START Exercise input

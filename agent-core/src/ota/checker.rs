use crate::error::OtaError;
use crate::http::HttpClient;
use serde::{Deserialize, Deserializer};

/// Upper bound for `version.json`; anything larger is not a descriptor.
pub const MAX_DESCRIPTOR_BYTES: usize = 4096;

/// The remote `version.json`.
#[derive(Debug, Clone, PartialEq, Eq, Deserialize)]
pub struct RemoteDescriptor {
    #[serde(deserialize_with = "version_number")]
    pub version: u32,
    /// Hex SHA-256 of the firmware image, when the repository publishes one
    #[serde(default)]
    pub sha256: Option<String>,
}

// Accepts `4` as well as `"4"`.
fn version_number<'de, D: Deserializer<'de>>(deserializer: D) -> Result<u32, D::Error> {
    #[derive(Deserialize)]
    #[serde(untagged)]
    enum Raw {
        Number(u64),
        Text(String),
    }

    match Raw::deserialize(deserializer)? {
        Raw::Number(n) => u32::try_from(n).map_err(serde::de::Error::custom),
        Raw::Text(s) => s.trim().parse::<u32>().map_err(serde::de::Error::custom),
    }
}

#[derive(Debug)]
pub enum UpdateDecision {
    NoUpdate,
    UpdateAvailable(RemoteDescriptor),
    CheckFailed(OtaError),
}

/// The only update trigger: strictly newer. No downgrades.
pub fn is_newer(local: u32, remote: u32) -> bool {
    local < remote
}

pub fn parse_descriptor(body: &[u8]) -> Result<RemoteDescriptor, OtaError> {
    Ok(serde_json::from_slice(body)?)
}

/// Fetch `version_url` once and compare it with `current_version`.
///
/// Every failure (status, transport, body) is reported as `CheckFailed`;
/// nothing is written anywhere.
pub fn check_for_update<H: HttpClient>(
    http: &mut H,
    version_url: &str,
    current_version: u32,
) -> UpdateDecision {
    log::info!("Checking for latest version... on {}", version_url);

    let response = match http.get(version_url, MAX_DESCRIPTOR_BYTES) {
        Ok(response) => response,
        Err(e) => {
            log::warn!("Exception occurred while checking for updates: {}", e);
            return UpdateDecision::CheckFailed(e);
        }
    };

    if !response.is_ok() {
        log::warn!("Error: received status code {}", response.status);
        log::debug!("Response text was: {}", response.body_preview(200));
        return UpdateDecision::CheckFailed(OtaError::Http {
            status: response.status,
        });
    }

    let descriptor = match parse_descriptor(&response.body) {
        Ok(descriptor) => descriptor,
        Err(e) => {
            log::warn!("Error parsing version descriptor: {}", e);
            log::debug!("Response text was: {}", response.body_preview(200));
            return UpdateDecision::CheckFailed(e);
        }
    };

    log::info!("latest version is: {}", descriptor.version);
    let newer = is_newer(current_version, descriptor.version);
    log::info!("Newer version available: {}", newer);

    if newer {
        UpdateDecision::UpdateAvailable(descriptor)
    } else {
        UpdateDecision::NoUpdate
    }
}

END Exercise input
START Exercise input

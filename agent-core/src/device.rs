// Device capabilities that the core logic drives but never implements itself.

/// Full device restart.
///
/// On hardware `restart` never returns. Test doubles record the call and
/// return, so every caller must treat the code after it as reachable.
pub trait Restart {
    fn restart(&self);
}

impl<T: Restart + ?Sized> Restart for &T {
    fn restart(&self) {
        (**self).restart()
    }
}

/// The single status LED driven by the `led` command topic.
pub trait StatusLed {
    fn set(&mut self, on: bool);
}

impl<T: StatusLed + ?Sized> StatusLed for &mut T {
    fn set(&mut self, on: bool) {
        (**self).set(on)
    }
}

END Exercise input

Whenever the string "code" shows up in a line of the entries, copy that line.

> Written response
        log::warn!("Error: received status code {}", response.status);
/// return, so every caller must treat the code after it as reachable.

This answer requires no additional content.